“What’s that on your face ?” the leading man of Wind River asks his griefstricken First Nations friend. “It’s my death mask”. “Looks odd.” “I know, I made it up. There’s nobody to teach me how to do it.” Wild River is like that, bits are very good and bits are baloney. Worth it for splendour of the land, one golden eagle and two mountain lions. Taylor Sheridan’s directorial debut: must try harder.
A face like a mask isn’t a compliment. Masks have all sorts of ceremonial and other uses, varying from a strip of silk across the eyes to a whole other head, but often, a mask is a protection, a kind of rigidity hoped to define you or defend you against something dangerous. The fox’s face is a mask. And once, long ago, I met a girl who made up like a mask. There was a story, of course there was a story, there’s always a story. Hers involved Ireland at the height of the mainland bombings. The brogue wrapped her voice like a bandage and she was deeply removed from us all – she came as a temp and stayed. You could not see her face. She did her job and went otherwise unnoticed. Until the day my half drunken deputy editor insulted her. She responded viscerally, so that Madam the bottle shut up and we dispersed to our own corners. A little later I took her a cup of tea and she was still shaking. She had been duped into being a mule or a safe house or something equally convoluted and painful. We exchanged cards for years. I’ve never forgotten the paint. I wondered if the need for it predated the admitted horror.
And it is revealing that the present clothes and makeup offered to us as the last word in up-to-date, smack of costume and mask. We have much to try and keep at bay, much to be afraid of – though looking at the occasional colour spread, I find myself laughing : it really is “repel all boarders” !
So when you see a real face, you want to cheer. If I say I saw a truly beautiful young man on the bus, I don’t mean I lusted for his body. (More rust than lust now, another elderly rakish friend and I have founded The Prim Club: what we did we did, we loved it but we are not chasing shadows : my mother always said “Nothing as straightlaced as an old rake “!) This tall slender thing
got on the bus with his wheelie bag and another full of papers, talking animatedly into a mobile and sat down beside me. I waved my right hand, indicating “Tone it down !” and he did. When he folded up the phone, I asked “What language were you speaking ?” “Dutch” he said smiling. “My mother said good morning !” I couldn’t not smile back. “And did she tell you not to make such a noise ?” I said flicking his knee with a finger. “Have a good day,” he said beaming. “And you take care too” I answered. No masks anywhere in sight. As fine as a flower, bless him, long may he bloom.

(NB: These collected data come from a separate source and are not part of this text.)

//! # vkbot API
//!
//! Typed wrappers over the VK API, built on an [`ApiTransport`].
//!
//! ```rust,ignore
//! let api = Api::new(transport);
//! let feed = api.stories().get(None, false, &[]).await?;
//! api.messages().send(SendMessage::new(peer_id, "hi")).await?;
//! ```
//!
//! Every category also offers `raw(method, params)` returning the response
//! [`Value`](serde_json::Value) untouched.

pub mod category;
pub mod methods;
pub mod params;
pub mod types;

#[cfg(test)]
mod testing;

use std::sync::Arc;

use serde_json::Value;
use vkbot_core::{ApiResult, ApiTransport, BoxedTransport};

pub use category::Category;
pub use methods::{Interaction, Messages, SearchQuery, SendMessage, Stories, UploadOptions};
pub use params::{IntoParam, Params};
pub use types::{
    BannedOwners, FeedItem, ItemsResponse, OkResponse, SavedStories, StatValue, StoriesFeed,
    Story, StoryStats, UploadServer,
};

/// Entry point to the API categories.
///
/// Cheap to clone; all clones share the transport.
#[derive(Clone)]
pub struct Api {
    transport: BoxedTransport,
}

impl Api {
    /// Creates an API over a transport.
    pub fn new<T: ApiTransport + 'static>(transport: T) -> Self {
        Self::from_boxed(Arc::new(transport))
    }

    /// Creates an API over an already shared transport.
    pub fn from_boxed(transport: BoxedTransport) -> Self {
        Self { transport }
    }

    /// Returns the shared transport.
    pub fn transport(&self) -> &BoxedTransport {
        &self.transport
    }

    /// The `stories.*` methods.
    pub fn stories(&self) -> Stories {
        Stories::new(Arc::clone(&self.transport))
    }

    /// The `messages.*` methods.
    pub fn messages(&self) -> Messages {
        Messages::new(Arc::clone(&self.transport))
    }

    /// Calls a fully qualified method, e.g. `"users.get"`.
    pub async fn call(&self, method: &str, params: Params) -> ApiResult<Value> {
        self.transport.call(method, params.into_inner()).await
    }
}

impl std::fmt::Debug for Api {
    fn fmt(&self, f: &mut std::fmt::Formatter<'_>) -> std::fmt::Result {
        f.debug_struct("Api").finish_non_exhaustive()
    }
}

#[cfg(test)]
mod tests {
    use super::*;
    use crate::testing::RecordingTransport;
    use serde_json::json;
    use vkbot_core::{ApiError, DisabledTransport};

    #[tokio::test]
    async fn test_categories_share_transport() {
        let transport = RecordingTransport::new(json!(1));
        let api = Api::from_boxed(transport.clone());

        api.stories().hide_reply(1, 2).await.unwrap();
        assert_eq!(transport.last_call().0, "stories.hideReply");

        api.call("users.get", Params::new().set("user_ids", "1"))
            .await
            .unwrap();
        assert_eq!(transport.last_call().0, "users.get");
    }

    #[tokio::test]
    async fn test_disabled_transport_errors() {
        let api = Api::new(DisabledTransport);
        let err = api.messages().send(SendMessage::new(1, "x")).await.unwrap_err();
        assert!(matches!(err, ApiError::NotSupported));
    }
}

Sometimes the mask is so much part of a person, you don’t look beyond. So a second real awakening came in the form of a neighbour I don’t know well, who suddenly emailed and told me that, unable to sell her house, she had let it (within 48 hours) and she was now clearing and storing – would I come over and look at books ? And I thought I must go, if only to be polite, though without much hope. There were half a dozen books, one thrilling and I thought I could slide out but she sat me down. Oh hell, coffee when I only like my own – but it was fine. And she unloaded the freezer, gave me all sorts of bits for the kitchen, a jacket and then took me out to the garden. I came home with six plants ! And when I emailed 24 hours later and thanked her all over again, she electrified me by saying she hoped to invite me to stay, I had really helped her.